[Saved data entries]
++++++++++++++++++++

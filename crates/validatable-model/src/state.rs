use validatable_rules::prelude::MessageBag;

/// Outcome of the last validation of an entity.
#[derive(Debug, Clone, Copy, Default, PartialEq, Eq, Hash)]
pub enum ValidationStatus {
    /// Never validated, or only through failed throwing validations.
    #[default]
    Unvalidated,
    /// Every rule passed.
    Passed,
    /// At least one rule failed; the messages are stored.
    Failed,
}

/// Per-entity storage of the last validation outcome.
///
/// Entities implementing [`crate::prelude::Validatable`] embed one, initialized with
/// [`ValidationState::default`], and expose it through the accessor methods of the trait.
#[derive(Debug, Clone, Default, PartialEq, Eq)]
pub struct ValidationState {
    status: ValidationStatus,
    errors: MessageBag,
}

impl ValidationState {
    pub fn new() -> Self {
        Self::default()
    }

    /// Returns the status of the last stored validation.
    pub fn status(&self) -> ValidationStatus {
        self.status
    }

    /// Returns the messages of the last stored validation; empty if none.
    pub fn errors(&self) -> &MessageBag {
        &self.errors
    }

    /// Replaces the stored outcome with `errors`.
    pub(crate) fn store(&mut self, errors: MessageBag) {
        self.status = if errors.is_empty() {
            ValidationStatus::Passed
        } else {
            ValidationStatus::Failed
        };
        self.errors = errors;
    }

    /// Forgets the stored outcome.
    pub fn reset(&mut self) {
        *self = Self::default();
    }
}

#[cfg(test)]
mod tests {

    use super::*;

    #[test]
    fn test_should_start_empty() {
        let state = ValidationState::new();
        assert_eq!(state.status(), ValidationStatus::Unvalidated);
        assert!(state.errors().is_empty());
    }

    #[test]
    fn test_should_store_outcome() {
        let mut state = ValidationState::new();

        let mut errors = MessageBag::new();
        errors.add("email", "The email field must be a valid email address.");
        state.store(errors.clone());
        assert_eq!(state.status(), ValidationStatus::Failed);
        assert_eq!(state.errors(), &errors);

        state.store(MessageBag::new());
        assert_eq!(state.status(), ValidationStatus::Passed);
        assert!(state.errors().is_empty());

        state.reset();
        assert_eq!(state.status(), ValidationStatus::Unvalidated);
    }
}
use std::fmt;

use crate::fields::FieldValues;
use crate::value::Value;

/// Trait for user-defined rules, evaluated alongside the built-in ones.
///
/// ```rust
/// use validatable_rules::prelude::{FieldRule, FieldValues, Rule, RuleSpec, Validator, Value};
///
/// #[derive(Debug)]
/// struct Even;
///
/// impl FieldRule for Even {
///     fn name(&self) -> &str {
///         "even"
///     }
///
///     fn passes(&self, _attribute: &str, value: &Value, _data: &FieldValues) -> bool {
///         matches!(value, Value::Integer(i) if i % 2 == 0)
///     }
///
///     fn message(&self) -> String {
///         "The :attribute field must be even.".to_string()
///     }
/// }
///
/// let rules = RuleSpec::new().field("count", vec![Rule::Integer, Rule::custom(Even)]);
/// let validator = Validator::make(FieldValues::new().with("count", 3i64), rules).unwrap();
/// assert_eq!(validator.errors().first("count"), Some("The count field must be even."));
/// ```
pub trait FieldRule: fmt::Debug + Send + Sync {
    /// Name used to look up custom messages.
    fn name(&self) -> &str;

    /// Checks `value`, the value of `attribute`; `data` holds every field under validation.
    ///
    /// Absent fields are passed as [`Value::Null`], which only happens for implicit rules.
    fn passes(&self, attribute: &str, value: &Value, data: &FieldValues) -> bool;

    /// Default message template, with an `:attribute` placeholder.
    fn message(&self) -> String;

    /// Implicit rules run even when the field is absent or blank.
    fn implicit(&self) -> bool {
        false
    }
}

type Check = Box<dyn Fn(&Value) -> bool + Send + Sync>;

/// A [`FieldRule`] backed by a closure over the field value.
pub struct ClosureRule {
    name: String,
    message: String,
    implicit: bool,
    check: Check,
}

impl ClosureRule {
    pub fn new<F>(name: impl Into<String>, message: impl Into<String>, check: F) -> Self
    where
        F: Fn(&Value) -> bool + Send + Sync + 'static,
    {
        Self {
            name: name.into(),
            message: message.into(),
            implicit: false,
            check: Box::new(check),
        }
    }

    /// Makes the rule run on absent and blank fields too.
    pub fn into_implicit(mut self) -> Self {
        self.implicit = true;
        self
    }
}

impl fmt::Debug for ClosureRule {
    fn fmt(&self, f: &mut fmt::Formatter<'_>) -> fmt::Result {
        f.debug_struct("ClosureRule")
            .field("name", &self.name)
            .field("implicit", &self.implicit)
            .finish_non_exhaustive()
    }
}

impl FieldRule for ClosureRule {
    fn name(&self) -> &str {
        &self.name
    }

    fn passes(&self, _attribute: &str, value: &Value, _data: &FieldValues) -> bool {
        (self.check)(value)
    }

    fn message(&self) -> String {
        self.message.clone()
    }

    fn implicit(&self) -> bool {
        self.implicit
    }
}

++++++++++++++++++++

Instructions for the task ▸
Check every line of the records above for the string "passes". Copy those that hold it.

Result of this task ▸
///     fn passes(&self, _attribute: &str, value: &Value, _data: &FieldValues) -> bool {
    fn passes(&self, attribute: &str, value: &Value, data: &FieldValues) -> bool;
    fn passes(&self, _attribute: &str, value: &Value, _data: &FieldValues) -> bool {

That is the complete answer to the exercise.